About this task
Scan the records below for the line with "filename src/main.rs" and the line with "Read log lines". Repeat those two lines and every line between them exactly, and nothing else.

Data
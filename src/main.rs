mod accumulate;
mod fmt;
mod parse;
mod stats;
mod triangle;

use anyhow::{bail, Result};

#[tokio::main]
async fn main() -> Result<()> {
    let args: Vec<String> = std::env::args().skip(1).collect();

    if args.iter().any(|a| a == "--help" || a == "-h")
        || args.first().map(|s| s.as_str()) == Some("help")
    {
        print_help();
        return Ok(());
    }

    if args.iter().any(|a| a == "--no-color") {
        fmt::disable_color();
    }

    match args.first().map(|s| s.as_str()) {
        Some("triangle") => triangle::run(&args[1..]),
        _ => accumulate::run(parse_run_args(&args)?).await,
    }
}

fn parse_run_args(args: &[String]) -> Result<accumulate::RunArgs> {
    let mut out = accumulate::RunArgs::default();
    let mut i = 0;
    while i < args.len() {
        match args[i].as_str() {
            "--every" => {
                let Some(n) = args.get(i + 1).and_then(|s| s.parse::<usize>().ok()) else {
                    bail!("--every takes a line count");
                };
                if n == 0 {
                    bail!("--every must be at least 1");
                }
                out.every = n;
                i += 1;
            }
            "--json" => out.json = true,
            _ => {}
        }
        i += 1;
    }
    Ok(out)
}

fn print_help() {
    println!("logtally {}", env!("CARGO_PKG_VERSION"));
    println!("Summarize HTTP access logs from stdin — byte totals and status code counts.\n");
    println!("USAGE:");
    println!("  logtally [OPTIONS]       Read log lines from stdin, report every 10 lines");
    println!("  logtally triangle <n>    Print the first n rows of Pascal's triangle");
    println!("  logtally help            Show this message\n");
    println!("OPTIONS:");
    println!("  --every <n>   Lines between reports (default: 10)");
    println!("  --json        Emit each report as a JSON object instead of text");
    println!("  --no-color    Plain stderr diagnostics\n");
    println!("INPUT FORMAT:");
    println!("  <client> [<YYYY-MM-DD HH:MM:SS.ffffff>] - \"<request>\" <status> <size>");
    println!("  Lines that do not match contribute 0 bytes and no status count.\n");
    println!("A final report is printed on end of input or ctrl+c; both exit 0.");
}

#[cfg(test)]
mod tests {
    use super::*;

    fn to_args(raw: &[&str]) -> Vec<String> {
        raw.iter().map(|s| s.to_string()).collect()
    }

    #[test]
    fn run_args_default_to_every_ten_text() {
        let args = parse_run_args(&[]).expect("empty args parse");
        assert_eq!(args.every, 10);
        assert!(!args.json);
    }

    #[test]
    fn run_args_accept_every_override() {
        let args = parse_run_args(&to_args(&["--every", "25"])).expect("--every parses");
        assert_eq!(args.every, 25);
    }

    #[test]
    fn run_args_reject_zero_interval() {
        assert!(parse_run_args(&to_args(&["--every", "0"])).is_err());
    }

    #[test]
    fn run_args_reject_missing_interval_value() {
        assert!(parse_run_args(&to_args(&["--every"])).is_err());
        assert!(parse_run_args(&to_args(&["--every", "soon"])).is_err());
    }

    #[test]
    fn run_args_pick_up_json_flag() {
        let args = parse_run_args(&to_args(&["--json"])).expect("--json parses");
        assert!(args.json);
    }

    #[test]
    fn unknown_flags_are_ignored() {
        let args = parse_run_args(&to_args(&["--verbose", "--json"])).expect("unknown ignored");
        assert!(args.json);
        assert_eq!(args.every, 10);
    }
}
==
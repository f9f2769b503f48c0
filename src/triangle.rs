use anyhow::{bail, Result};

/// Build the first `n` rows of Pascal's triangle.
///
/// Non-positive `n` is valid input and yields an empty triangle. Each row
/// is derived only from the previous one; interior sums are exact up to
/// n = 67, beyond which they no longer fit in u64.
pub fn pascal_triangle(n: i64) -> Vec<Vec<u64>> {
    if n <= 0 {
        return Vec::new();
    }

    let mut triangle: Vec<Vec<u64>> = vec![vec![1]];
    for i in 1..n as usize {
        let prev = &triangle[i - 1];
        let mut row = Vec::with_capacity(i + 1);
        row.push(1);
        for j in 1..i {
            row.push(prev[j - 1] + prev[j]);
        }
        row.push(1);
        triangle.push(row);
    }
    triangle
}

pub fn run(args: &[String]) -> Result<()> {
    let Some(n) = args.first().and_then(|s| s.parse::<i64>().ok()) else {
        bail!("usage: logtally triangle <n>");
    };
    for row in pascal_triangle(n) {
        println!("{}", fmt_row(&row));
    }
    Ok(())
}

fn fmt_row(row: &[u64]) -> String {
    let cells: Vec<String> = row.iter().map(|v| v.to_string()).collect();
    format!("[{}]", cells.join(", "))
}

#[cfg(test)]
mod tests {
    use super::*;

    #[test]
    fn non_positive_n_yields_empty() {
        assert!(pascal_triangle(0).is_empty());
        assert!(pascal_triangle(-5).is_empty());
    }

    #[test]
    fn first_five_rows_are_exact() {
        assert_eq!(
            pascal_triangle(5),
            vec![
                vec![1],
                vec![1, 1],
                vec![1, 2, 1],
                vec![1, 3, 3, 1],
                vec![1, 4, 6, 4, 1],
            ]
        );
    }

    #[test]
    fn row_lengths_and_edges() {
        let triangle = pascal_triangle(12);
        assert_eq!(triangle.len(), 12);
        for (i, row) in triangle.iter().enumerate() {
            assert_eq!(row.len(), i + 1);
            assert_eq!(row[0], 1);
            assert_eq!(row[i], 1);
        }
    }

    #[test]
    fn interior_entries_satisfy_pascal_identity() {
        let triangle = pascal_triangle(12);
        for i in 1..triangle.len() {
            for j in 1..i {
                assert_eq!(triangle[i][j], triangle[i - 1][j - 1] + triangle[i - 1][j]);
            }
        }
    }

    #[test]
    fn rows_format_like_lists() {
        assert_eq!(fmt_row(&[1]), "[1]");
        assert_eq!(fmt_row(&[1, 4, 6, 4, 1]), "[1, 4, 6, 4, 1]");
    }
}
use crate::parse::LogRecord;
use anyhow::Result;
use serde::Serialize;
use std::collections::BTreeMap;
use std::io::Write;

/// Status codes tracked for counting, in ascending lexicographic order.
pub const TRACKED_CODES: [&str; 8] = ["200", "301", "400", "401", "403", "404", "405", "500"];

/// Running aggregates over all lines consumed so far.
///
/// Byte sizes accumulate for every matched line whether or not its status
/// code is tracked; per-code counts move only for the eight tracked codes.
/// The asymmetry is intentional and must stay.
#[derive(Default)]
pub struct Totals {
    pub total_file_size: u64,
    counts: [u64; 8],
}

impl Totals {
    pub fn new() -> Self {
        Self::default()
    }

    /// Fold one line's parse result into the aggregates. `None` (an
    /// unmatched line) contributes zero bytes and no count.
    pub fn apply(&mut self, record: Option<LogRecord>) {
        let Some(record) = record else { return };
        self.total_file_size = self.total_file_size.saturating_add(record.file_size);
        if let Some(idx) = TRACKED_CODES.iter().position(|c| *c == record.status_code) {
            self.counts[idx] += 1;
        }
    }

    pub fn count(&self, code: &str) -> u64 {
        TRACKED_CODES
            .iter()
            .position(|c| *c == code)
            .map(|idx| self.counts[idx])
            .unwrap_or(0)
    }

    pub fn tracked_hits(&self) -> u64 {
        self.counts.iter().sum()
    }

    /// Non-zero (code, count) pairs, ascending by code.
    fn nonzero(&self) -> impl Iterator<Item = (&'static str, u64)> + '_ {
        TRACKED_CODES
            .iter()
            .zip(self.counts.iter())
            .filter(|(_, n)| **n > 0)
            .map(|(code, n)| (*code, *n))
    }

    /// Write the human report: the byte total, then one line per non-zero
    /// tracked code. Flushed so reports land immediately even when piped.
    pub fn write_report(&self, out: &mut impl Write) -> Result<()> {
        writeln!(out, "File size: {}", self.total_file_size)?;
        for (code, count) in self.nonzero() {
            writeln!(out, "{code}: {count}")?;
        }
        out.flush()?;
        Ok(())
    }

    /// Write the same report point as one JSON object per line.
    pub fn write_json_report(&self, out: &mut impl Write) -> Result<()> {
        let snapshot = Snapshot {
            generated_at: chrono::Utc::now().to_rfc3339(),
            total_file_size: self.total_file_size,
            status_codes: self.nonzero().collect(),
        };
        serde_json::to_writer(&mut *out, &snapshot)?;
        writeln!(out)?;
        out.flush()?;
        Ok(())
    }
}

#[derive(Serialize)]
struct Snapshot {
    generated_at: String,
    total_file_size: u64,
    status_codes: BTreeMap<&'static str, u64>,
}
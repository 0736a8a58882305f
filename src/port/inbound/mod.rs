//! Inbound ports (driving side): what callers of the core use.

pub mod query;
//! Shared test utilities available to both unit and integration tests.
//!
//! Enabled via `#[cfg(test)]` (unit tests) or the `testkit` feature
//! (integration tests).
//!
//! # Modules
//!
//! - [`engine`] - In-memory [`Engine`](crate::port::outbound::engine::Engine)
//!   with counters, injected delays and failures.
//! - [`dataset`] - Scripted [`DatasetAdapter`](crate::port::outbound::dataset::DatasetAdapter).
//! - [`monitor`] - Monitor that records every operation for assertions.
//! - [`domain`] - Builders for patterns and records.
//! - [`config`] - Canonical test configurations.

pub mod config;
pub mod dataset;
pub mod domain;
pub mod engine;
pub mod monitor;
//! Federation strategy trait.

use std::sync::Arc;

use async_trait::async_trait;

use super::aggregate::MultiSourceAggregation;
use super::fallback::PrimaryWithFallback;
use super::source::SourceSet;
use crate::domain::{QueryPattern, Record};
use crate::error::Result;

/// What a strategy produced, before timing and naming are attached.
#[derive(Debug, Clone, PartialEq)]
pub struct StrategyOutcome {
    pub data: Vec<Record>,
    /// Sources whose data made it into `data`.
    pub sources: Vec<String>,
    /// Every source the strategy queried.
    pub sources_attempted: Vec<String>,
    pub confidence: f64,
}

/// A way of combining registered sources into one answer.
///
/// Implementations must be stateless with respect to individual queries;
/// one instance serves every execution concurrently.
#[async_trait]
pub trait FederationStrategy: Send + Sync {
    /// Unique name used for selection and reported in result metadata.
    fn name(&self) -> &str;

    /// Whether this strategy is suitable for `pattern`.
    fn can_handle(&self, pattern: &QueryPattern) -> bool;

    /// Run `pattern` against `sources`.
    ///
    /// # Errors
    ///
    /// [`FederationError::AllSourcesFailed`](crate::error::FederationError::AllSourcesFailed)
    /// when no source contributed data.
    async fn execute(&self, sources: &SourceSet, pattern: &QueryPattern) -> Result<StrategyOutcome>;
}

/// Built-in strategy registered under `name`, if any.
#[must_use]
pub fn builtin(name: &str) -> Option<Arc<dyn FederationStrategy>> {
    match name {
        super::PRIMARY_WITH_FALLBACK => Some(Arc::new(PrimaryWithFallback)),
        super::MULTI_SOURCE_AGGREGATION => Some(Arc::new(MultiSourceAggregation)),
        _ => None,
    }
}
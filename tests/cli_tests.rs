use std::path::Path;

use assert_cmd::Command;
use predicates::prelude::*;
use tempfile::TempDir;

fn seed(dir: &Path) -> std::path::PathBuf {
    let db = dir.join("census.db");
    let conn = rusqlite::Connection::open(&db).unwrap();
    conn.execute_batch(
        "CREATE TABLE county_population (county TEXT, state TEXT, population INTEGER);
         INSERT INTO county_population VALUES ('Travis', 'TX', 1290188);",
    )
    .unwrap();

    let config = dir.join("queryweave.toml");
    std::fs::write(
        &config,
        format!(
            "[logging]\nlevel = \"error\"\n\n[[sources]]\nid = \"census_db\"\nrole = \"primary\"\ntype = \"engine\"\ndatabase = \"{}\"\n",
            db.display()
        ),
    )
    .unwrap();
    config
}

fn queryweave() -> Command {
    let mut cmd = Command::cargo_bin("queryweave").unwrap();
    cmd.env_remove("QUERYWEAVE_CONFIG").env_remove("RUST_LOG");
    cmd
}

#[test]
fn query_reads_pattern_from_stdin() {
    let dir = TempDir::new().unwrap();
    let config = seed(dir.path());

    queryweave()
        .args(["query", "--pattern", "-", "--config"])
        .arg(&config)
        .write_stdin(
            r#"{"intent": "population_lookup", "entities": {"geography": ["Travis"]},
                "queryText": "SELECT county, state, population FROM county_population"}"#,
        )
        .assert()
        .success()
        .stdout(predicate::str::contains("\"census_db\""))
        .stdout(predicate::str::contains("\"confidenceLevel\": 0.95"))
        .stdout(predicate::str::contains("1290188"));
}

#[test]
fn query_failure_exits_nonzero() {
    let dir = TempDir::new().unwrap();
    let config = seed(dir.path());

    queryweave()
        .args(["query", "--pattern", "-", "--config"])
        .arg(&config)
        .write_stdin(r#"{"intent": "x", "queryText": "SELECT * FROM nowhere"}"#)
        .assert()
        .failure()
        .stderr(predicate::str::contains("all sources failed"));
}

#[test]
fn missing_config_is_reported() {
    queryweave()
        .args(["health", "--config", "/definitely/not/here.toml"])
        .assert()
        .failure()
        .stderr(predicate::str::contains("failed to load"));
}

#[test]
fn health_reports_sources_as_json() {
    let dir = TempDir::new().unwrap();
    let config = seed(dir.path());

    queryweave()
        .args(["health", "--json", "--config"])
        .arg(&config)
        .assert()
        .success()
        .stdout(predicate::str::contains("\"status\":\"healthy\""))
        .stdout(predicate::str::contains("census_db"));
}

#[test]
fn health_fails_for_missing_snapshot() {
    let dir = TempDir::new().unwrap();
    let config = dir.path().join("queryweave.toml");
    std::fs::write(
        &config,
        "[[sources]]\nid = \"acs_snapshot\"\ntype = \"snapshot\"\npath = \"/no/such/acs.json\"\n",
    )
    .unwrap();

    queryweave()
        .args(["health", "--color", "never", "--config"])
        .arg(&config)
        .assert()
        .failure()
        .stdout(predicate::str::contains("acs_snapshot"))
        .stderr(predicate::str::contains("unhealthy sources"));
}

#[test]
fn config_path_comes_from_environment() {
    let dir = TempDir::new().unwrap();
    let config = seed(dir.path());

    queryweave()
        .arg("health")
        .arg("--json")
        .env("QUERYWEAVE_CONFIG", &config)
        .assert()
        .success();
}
* * *
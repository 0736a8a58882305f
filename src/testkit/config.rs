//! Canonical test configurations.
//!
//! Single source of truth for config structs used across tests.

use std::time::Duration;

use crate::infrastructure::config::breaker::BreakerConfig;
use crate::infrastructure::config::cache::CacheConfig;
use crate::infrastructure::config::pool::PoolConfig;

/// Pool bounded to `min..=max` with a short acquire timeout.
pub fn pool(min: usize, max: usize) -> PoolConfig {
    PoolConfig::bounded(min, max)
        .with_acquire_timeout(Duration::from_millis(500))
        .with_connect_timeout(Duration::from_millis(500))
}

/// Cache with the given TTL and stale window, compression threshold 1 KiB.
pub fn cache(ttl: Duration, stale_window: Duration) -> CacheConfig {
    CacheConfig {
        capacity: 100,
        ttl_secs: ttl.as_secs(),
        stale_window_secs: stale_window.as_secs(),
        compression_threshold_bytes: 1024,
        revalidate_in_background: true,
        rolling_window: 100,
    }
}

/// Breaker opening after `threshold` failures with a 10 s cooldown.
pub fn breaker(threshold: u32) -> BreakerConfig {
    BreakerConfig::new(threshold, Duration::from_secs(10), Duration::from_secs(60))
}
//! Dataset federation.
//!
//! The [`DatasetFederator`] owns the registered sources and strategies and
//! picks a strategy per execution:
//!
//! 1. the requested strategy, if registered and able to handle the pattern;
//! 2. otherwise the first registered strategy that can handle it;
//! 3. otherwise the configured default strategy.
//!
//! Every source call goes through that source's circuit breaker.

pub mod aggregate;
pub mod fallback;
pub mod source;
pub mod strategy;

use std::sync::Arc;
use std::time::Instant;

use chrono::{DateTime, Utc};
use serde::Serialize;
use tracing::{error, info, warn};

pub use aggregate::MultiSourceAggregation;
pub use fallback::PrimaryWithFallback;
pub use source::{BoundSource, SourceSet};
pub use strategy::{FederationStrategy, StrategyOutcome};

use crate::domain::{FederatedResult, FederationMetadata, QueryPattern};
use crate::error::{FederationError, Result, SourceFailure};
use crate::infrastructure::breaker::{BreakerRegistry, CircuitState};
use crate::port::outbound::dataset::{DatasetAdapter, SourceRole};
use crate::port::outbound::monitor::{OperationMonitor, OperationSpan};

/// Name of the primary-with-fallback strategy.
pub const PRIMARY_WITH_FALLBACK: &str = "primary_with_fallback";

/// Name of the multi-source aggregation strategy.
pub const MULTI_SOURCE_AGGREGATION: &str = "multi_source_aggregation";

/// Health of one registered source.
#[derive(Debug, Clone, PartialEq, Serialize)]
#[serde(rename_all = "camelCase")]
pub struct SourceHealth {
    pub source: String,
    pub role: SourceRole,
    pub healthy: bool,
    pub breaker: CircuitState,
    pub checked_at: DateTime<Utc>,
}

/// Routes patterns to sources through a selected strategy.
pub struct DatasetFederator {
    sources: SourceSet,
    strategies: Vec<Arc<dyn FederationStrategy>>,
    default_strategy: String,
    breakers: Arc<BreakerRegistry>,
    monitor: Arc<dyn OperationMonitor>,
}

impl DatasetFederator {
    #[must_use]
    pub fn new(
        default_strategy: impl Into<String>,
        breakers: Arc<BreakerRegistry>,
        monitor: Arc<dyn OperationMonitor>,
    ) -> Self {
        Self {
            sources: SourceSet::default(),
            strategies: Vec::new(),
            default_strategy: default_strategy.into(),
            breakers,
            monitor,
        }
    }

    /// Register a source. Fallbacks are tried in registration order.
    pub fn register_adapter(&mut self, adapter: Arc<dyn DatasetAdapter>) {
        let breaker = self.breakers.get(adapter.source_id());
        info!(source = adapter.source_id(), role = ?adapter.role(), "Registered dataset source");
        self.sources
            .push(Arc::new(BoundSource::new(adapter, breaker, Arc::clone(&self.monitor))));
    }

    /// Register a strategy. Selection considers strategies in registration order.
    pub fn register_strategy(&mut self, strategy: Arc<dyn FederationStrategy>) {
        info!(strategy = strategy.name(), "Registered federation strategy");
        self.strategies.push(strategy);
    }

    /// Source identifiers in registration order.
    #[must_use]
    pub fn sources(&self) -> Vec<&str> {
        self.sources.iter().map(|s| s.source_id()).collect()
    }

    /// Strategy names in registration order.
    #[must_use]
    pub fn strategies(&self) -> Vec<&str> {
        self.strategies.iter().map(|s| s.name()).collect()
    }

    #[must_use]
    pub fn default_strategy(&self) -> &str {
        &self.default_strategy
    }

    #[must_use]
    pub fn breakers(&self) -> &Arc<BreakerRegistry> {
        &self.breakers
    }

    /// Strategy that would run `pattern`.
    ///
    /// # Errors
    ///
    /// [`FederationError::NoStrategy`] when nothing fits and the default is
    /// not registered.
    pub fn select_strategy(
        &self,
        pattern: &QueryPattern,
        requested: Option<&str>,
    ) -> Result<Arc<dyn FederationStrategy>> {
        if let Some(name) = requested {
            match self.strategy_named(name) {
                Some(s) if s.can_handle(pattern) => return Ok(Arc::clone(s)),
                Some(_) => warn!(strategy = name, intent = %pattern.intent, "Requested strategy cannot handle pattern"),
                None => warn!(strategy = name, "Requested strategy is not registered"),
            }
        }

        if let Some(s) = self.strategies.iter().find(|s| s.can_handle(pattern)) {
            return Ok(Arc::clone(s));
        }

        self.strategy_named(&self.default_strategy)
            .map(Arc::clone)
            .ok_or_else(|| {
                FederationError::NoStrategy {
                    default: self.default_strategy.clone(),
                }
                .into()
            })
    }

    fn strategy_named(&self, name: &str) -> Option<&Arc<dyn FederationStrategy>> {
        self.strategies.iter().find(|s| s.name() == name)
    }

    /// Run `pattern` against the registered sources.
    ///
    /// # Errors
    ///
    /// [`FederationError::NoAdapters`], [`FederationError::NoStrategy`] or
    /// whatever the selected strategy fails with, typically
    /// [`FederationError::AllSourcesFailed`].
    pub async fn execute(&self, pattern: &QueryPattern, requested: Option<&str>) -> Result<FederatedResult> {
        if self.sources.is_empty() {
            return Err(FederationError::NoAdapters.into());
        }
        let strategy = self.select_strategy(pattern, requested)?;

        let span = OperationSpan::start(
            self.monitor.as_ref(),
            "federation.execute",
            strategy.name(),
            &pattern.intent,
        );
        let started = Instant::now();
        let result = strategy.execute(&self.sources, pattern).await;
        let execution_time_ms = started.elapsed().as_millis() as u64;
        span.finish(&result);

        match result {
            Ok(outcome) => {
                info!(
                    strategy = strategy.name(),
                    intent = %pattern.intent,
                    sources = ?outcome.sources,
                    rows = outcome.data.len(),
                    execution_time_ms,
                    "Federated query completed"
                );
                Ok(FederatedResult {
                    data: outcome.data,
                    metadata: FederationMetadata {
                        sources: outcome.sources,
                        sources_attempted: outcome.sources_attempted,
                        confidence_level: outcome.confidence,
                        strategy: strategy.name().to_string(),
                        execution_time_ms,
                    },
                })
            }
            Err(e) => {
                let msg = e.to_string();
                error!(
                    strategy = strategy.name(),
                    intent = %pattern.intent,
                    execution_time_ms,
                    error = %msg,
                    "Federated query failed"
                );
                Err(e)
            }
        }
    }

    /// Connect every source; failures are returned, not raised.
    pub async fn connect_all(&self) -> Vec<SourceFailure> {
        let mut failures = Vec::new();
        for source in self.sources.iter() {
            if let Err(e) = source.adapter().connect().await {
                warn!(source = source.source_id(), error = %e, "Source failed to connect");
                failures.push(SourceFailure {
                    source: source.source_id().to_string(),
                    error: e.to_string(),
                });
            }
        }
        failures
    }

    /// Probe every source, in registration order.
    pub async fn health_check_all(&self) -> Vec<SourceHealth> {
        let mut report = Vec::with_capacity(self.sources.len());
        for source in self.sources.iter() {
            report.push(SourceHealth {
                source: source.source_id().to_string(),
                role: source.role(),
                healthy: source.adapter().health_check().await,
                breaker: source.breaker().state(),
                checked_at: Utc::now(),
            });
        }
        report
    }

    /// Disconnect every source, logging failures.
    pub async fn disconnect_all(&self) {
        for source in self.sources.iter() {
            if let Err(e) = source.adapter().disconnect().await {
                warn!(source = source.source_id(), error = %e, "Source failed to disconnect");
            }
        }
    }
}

Reply to the task
filename src/main.rs
mod accumulate;
mod fmt;
mod parse;
mod stats;
mod triangle;

use anyhow::{bail, Result};

#[tokio::main]
async fn main() -> Result<()> {
    let args: Vec<String> = std::env::args().skip(1).collect();

    if args.iter().any(|a| a == "--help" || a == "-h")
        || args.first().map(|s| s.as_str()) == Some("help")
    {
        print_help();
        return Ok(());
    }

    if args.iter().any(|a| a == "--no-color") {
        fmt::disable_color();
    }

    match args.first().map(|s| s.as_str()) {
        Some("triangle") => triangle::run(&args[1..]),
        _ => accumulate::run(parse_run_args(&args)?).await,
    }
}

fn parse_run_args(args: &[String]) -> Result<accumulate::RunArgs> {
    let mut out = accumulate::RunArgs::default();
    let mut i = 0;
    while i < args.len() {
        match args[i].as_str() {
            "--every" => {
                let Some(n) = args.get(i + 1).and_then(|s| s.parse::<usize>().ok()) else {
                    bail!("--every takes a line count");
                };
                if n == 0 {
                    bail!("--every must be at least 1");
                }
                out.every = n;
                i += 1;
            }
            "--json" => out.json = true,
            _ => {}
        }
        i += 1;
    }
    Ok(out)
}

fn print_help() {
    println!("logtally {}", env!("CARGO_PKG_VERSION"));
    println!("Summarize HTTP access logs from stdin — byte totals and status code counts.\n");
    println!("USAGE:");
    println!("  logtally [OPTIONS]       Read log lines from stdin, report every 10 lines");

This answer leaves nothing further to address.